The Million-Dollar Question
"For by Him all things were created: things in heaven and on earth, visible and invisible ... all things were created by Him and for Him."
Former Heisman trophy winner Ricky Williams pulled the plug on his football career at age 27 after only five years in the NFL. Williams failed a drug test for the third time, at which it becomes public knowledge, and he said he couldn't deal with people knowing he smokes marijuana. So he went to Australia and lived in a tent community. "In my tent, I had about 30 books. And every morning, I'd wake up at about 5 a.m., and I'd take my flashlight and read for a couple of hours," said Williams. "Everything from nutrition to Buddhism to Jesus, to try to figure out, you know, what am I? What am I? So, I just kept reading and reading. And couldn't figure out what I was. But I learned a lot."
Like Ricky Williams, all of us long to know the purpose of life, and more specifically, the purpose of our own life.
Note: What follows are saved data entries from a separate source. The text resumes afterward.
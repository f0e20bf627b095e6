//! Relay end of a session with a client.
//!
//! A relayed stream is a [`Link`] joining one stream id on the initiator's
//! session to an odd id the relay allocates on the responder's session. The
//! relay never terminates the stream; it only checks the handshake objects,
//! enforces each hop's credit and rewrites ids.
//!
//! Lock order: a link's state lock may be held while taking a session's link
//! table lock, never the reverse. Table lookups clone the link and release
//! the table before touching it.

use crate::entity::EntityCommon;
use crate::error::{Error, ErrorCode, HandshakeError};
use crate::frame::{Frame, FrameType};
use crate::handshake::{SignedObject, StreamRequest, StreamResponse, TimestampTracker};
use crate::session::{Connection, FrameHandler, SessionCommon};
use crate::window::RemoteWindow;
use dmsg_crypto::{Hash, PublicKey};
use std::collections::HashMap;
use std::sync::{Arc, Mutex, MutexGuard, Weak};
use tokio_util::sync::CancellationToken;
use tracing::{debug, warn};

/// Which end of a link a session is on
#[derive(Debug, Clone, Copy, PartialEq, Eq)]
enum Side {
    Initiator = 0,
    Responder = 1,
}

impl Side {
    fn other(self) -> Self {
        match self {
            Self::Initiator => Self::Responder,
            Self::Responder => Self::Initiator,
        }
    }

    fn idx(self) -> usize {
        self as usize
    }
}

#[derive(Debug, Clone, Copy, PartialEq, Eq)]
enum HopState {
    Active,
    /// We sent CLOSE on this hop and wait for the client's
    AwaitingClose,
    /// Hop is finished and no longer in its session's table
    Gone,
}

#[derive(Debug, Clone, Copy)]
enum Phase {
    Pending { req_hash: Hash },
    Open,
}

struct LinkState {
    phase: Phase,
    ids: [u16; 2],
    hops: [HopState; 2],
    /// Credit toward each side, as advertised by that side's client
    windows_to: [RemoteWindow; 2],
}

struct Hop {
    session: Weak<ServerSession>,
    pk: PublicKey,
}

struct Link {
    hops: [Hop; 2],
    state: Mutex<LinkState>,
}

impl Link {
    fn lock(&self) -> MutexGuard<'_, LinkState> {
        self.state.lock().unwrap_or_else(|e| e.into_inner())
    }

    fn session(&self, side: Side) -> Option<Arc<ServerSession>> {
        self.hops[side.idx()].session.upgrade()
    }

    /// Queue a frame on `side`'s hop, rewritten to that hop's id.
    fn send(&self, st: &LinkState, side: Side, frame: Frame) {
        if let Some(session) = self.session(side) {
            let _ = session
                .common
                .send(frame.with_stream_id(st.ids[side.idx()]));
        }
    }

    fn send_close(&self, st: &LinkState, side: Side, code: ErrorCode) {
        self.send(st, side, Frame::close(0, code));
    }

    /// Drop `side`'s table entry and mark its hop finished.
    fn forget(self: &Arc<Self>, st: &mut LinkState, side: Side) {
        st.hops[side.idx()] = HopState::Gone;
        if let Some(session) = self.session(side) {
            session.remove_link(st.ids[side.idx()], self);
        }
    }
}

struct LinkTable {
    links: HashMap<u16, (Arc<Link>, Side)>,
    next_odd: u16,
    req_ts: TimestampTracker,
    closed: bool,
}

impl LinkTable {
    fn alloc_odd(&mut self) -> Result<u16, Error> {
        for _ in 0..(u16::MAX / 2) {
            let id = self.next_odd;
            self.next_odd = self.next_odd.wrapping_add(2);
            if !self.links.contains_key(&id) {
                return Ok(id);
            }
        }
        Err(Error::Exhausted("stream id"))
    }
}

/// A live session between the relay and one client.
pub struct ServerSession {
    this: Weak<ServerSession>,
    common: SessionCommon,
    entity: Weak<EntityCommon<ServerSession>>,
    links: Mutex<LinkTable>,
}

impl ServerSession {
    /// Wrap a handshaken connection and start its tasks.
    pub(crate) fn start<C: Connection>(
        conn: C,
        local_pk: PublicKey,
        remote_pk: PublicKey,
        entity: Weak<EntityCommon<ServerSession>>,
        cancel: CancellationToken,
    ) -> Arc<Self> {
        let session = Arc::new_cyclic(|this| Self {
            this: this.clone(),
            common: SessionCommon::new(local_pk, remote_pk, cancel),
            entity,
            links: Mutex::new(LinkTable {
                links: HashMap::new(),
                next_odd: 1,
                req_ts: TimestampTracker::default(),
                closed: false,
            }),
        });
        session.common.start(conn, session.clone());
        session
    }

    pub(crate) fn common(&self) -> &SessionCommon {
        &self.common
    }

    fn table(&self) -> MutexGuard<'_, LinkTable> {
        self.links.lock().unwrap_or_else(|e| e.into_inner())
    }

    /// Client on the other end
    #[must_use]
    pub fn remote_pk(&self) -> PublicKey {
        self.common.remote_pk()
    }

    /// Number of link hops registered on this session
    #[must_use]
    pub fn link_count(&self) -> usize {
        self.table().links.len()
    }

    /// Whether the session has been torn down
    #[must_use]
    pub fn is_closed(&self) -> bool {
        self.common.is_closed()
    }

    /// Tear the session down and wait for its tasks.
    pub async fn close(&self) {
        self.common.close();
        self.common.closed().await;
    }

    fn remove_link(&self, id: u16, link: &Arc<Link>) {
        let mut table = self.table();
        if table
            .links
            .get(&id)
            .is_some_and(|(l, _)| Arc::ptr_eq(l, link))
        {
            table.links.remove(&id);
        }
    }

    fn lookup(&self, id: u16, kind: FrameType) -> Result<(Arc<Link>, Side), Error> {
        self.table()
            .links
            .get(&id)
            .map(|(l, s)| (l.clone(), *s))
            .ok_or_else(|| Error::protocol(format!("{kind} for unknown stream {id}")))
    }

    fn reject(&self, id: u16, err: &Error) {
        debug!(stream_id = id, remote_pk = %self.remote_pk().short(), error = %err, "Rejecting relayed request");
        let _ = self.common.send(Frame::close(id, err.code()));
    }

    fn handle_request(&self, id: u16, payload: Vec<u8>) -> Result<(), Error> {
        {
            let table = self.table();
            if table.closed {
                return Ok(());
            }
            if table.links.contains_key(&id) {
                return Err(Error::protocol(format!("request reuses stream {id}")));
            }
        }
        if let Err(e) = self.relay_request(id, payload) {
            self.reject(id, &e);
        }
        Ok(())
    }

    fn relay_request(&self, id: u16, payload: Vec<u8>) -> Result<(), Error> {
        let obj = SignedObject::from_bytes(payload)?;
        let req = StreamRequest::open(&obj)?;
        if req.src.pk != self.remote_pk() {
            return Err(HandshakeError::InvalidSrcPk.into());
        }
        self.table().req_ts.check(req.src.pk, req.timestamp)?;

        let entity = self.entity.upgrade().ok_or(Error::EntityClosed)?;
        let dst = entity
            .session(&req.dst.pk)
            .ok_or(HandshakeError::NoSession)?;

        let link = Arc::new(Link {
            hops: [
                Hop {
                    session: self.this.clone(),
                    pk: req.src.pk,
                },
                Hop {
                    session: Arc::downgrade(&dst),
                    pk: req.dst.pk,
                },
            ],
            state: Mutex::new(LinkState {
                phase: Phase::Pending {
                    req_hash: obj.hash(),
                },
                ids: [id, 0],
                hops: [HopState::Active; 2],
                windows_to: [RemoteWindow::new(req.window), RemoteWindow::new(0)],
            }),
        });

        // Hold the link while the responder hop is registered so an early
        // CLOSE from either side sees a consistent state.
        let mut st = link.lock();
        self.table()
            .links
            .insert(id, (link.clone(), Side::Initiator));
        let dst_id = {
            let mut table = dst.table();
            if table.closed {
                Err(HandshakeError::NoSession.into())
            } else {
                table.alloc_odd().inspect(|&dst_id| {
                    table.links.insert(dst_id, (link.clone(), Side::Responder));
                })
            }
        };
        let dst_id = match dst_id {
            Ok(dst_id) => dst_id,
            Err(e) => {
                st.hops = [HopState::Gone; 2];
                drop(st);
                self.remove_link(id, &link);
                return Err(e);
            }
        };
        st.ids[Side::Responder.idx()] = dst_id;

        debug!(
            src = %req.src.short(),
            dst = %req.dst.short(),
            src_id = id,
            dst_id,
            "Relaying stream request"
        );
        let frame = Frame::new(FrameType::Request, dst_id, obj.into_bytes())?;
        let _ = dst.common.send(frame);
        Ok(())
    }

    fn handle_accept(&self, link: &Arc<Link>, side: Side, payload: Vec<u8>) -> Result<(), Error> {
        if side == Side::Initiator {
            return Err(Error::protocol("ACCEPT from the dialing side"));
        }
        let mut st = link.lock();
        if st.hops[side.idx()] != HopState::Active {
            return Ok(());
        }
        let Phase::Pending { req_hash } = st.phase else {
            return Err(Error::protocol("duplicate ACCEPT"));
        };
        let initiator = Side::Initiator;

        if st.hops[initiator.idx()] != HopState::Active {
            // Dialer gave up while the responder was deciding.
            link.send_close(&st, side, ErrorCode::NORMAL);
            st.hops[side.idx()] = HopState::AwaitingClose;
            return Ok(());
        }

        let responder_pk = link.hops[side.idx()].pk;
        let verified = SignedObject::from_bytes(payload.clone())
            .and_then(|obj| StreamResponse::open(&obj, &req_hash, &responder_pk));
        match verified {
            Ok(resp) => {
                st.phase = Phase::Open;
                st.windows_to[side.idx()] = RemoteWindow::new(resp.window);
                let frame = Frame::new(FrameType::Accept, 0, payload)?;
                link.send(&st, initiator, frame);
                debug!(
                    initiator = %link.hops[0].pk.short(),
                    responder = %responder_pk.short(),
                    "Relayed stream open"
                );
            }
            Err(e) => {
                warn!(responder = %responder_pk.short(), error = %e, "Invalid relayed response");
                link.send_close(&st, side, ErrorCode::NORMAL);
                st.hops[side.idx()] = HopState::AwaitingClose;
                link.send_close(&st, initiator, e.code());
                link.forget(&mut st, initiator);
            }
        }
        Ok(())
    }

    fn handle_close(&self, link: &Arc<Link>, side: Side, code: ErrorCode) {
        let mut st = link.lock();
        let other = side.other();
        match st.hops[side.idx()] {
            HopState::Gone => return,
            HopState::AwaitingClose => {
                link.forget(&mut st, side);
                return;
            }
            HopState::Active => {}
        }

        match (st.phase, side) {
            (Phase::Pending { .. }, Side::Responder) => {
                // Rejection of the relayed request; no reply expected.
                link.forget(&mut st, side);
                if st.hops[other.idx()] == HopState::Active {
                    link.send_close(&st, other, code);
                    link.forget(&mut st, other);
                }
            }
            (Phase::Pending { .. }, Side::Initiator) => {
                // Dialer cancelled; the responder's answer is handled when
                // it arrives.
                link.send_close(&st, side, ErrorCode::NORMAL);
                link.forget(&mut st, side);
            }
            (Phase::Open, _) => {
                link.send_close(&st, side, ErrorCode::NORMAL);
                link.forget(&mut st, side);
                if st.hops[other.idx()] == HopState::Active {
                    link.send_close(&st, other, code);
                    st.hops[other.idx()] = HopState::AwaitingClose;
                }
            }
        }
    }

    fn handle_fwd(&self, link: &Arc<Link>, side: Side, frame: Frame) -> Result<(), Error> {
        let mut st = link.lock();
        if st.hops[side.idx()] != HopState::Active {
            return Ok(());
        }
        if !matches!(st.phase, Phase::Open) {
            return Err(Error::protocol("FWD on a relayed stream before accept"));
        }
        let other = side.other();
        st.windows_to[other.idx()].consume(frame.payload().len() as u64)?;
        if st.hops[other.idx()] == HopState::Active {
            link.send(&st, other, frame);
        }
        Ok(())
    }

    fn handle_ack(&self, link: &Arc<Link>, side: Side, frame: Frame) -> Result<(), Error> {
        let offset = frame.ack_offset()?;
        let mut st = link.lock();
        if st.hops[side.idx()] != HopState::Active {
            return Ok(());
        }
        if !matches!(st.phase, Phase::Open) {
            return Err(Error::protocol("ACK on a relayed stream before accept"));
        }
        st.windows_to[side.idx()].ack(offset)?;
        let other = side.other();
        if st.hops[other.idx()] == HopState::Active {
            link.send(&st, other, frame);
        }
        Ok(())
    }
}

impl FrameHandler for ServerSession {
    fn handle_frame(&self, frame: Frame) -> Result<(), Error> {
        let id = frame.stream_id();
        match frame.frame_type() {
            FrameType::Ok => Err(Error::protocol("OK frame after session handshake")),
            FrameType::Request => self.handle_request(id, frame.into_payload()),
            FrameType::Close => {
                let code = frame.close_code()?;
                let found = self.table().links.get(&id).map(|(l, s)| (l.clone(), *s));
                match found {
                    Some((link, side)) => self.handle_close(&link, side, code),
                    None => debug!(stream_id = id, "Close for unknown stream"),
                }
                Ok(())
            }
            FrameType::Accept => {
                let (link, side) = self.lookup(id, FrameType::Accept)?;
                self.handle_accept(&link, side, frame.into_payload())
            }
            FrameType::Fwd => {
                let (link, side) = self.lookup(id, FrameType::Fwd)?;
                self.handle_fwd(&link, side, frame)
            }
            FrameType::Ack => {
                let (link, side) = self.lookup(id, FrameType::Ack)?;
                self.handle_ack(&link, side, frame)
            }
        }
    }

    fn on_teardown(&self) {
        let links: Vec<(Arc<Link>, Side)> = {
            let mut table = self.table();
            table.closed = true;
            table.links.drain().map(|(_, v)| v).collect()
        };
        debug!(remote_pk = %self.remote_pk().short(), links = links.len(), "Relay session closed");

        for (link, side) in links {
            let mut st = link.lock();
            st.hops[side.idx()] = HopState::Gone;
            let other = side.other();
            if st.hops[other.idx()] != HopState::Active {
                continue;
            }
            match (st.phase, side) {
                (Phase::Pending { .. }, Side::Responder) => {
                    link.send_close(&st, other, HandshakeError::NoSession.code());
                    link.forget(&mut st, other);
                }
                (Phase::Pending { .. }, Side::Initiator) => {}
                (Phase::Open, _) => {
                    link.send_close(&st, other, ErrorCode::NORMAL);
                    st.hops[other.idx()] = HopState::AwaitingClose;
                }
            }
        }
    }
}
In his No. 1 bestseller, "The Purpose Driven Life," Rick Warren writes, "Contrary to what many popular books, movies, and seminars tell you, you won't discover your life's meaning by looking within yourself. You didn't create yourself, so there is no way you can tell yourself what you were created for. It is only in God that we discover our origin, our identity, our meaning, our purpose, our significance, and our destiny. Every other path leads to a dead end."
As competitors, knowing that we were created by God and for His purpose puts sports in a more significant role. While wins and losses still matter to us, we know that it is much bigger than that. It's about accomplishing God's purpose for us.
1. Why do you compete in sports?
2. Do you agree with Rick Warren's comments on the purpose of life? Why or why not?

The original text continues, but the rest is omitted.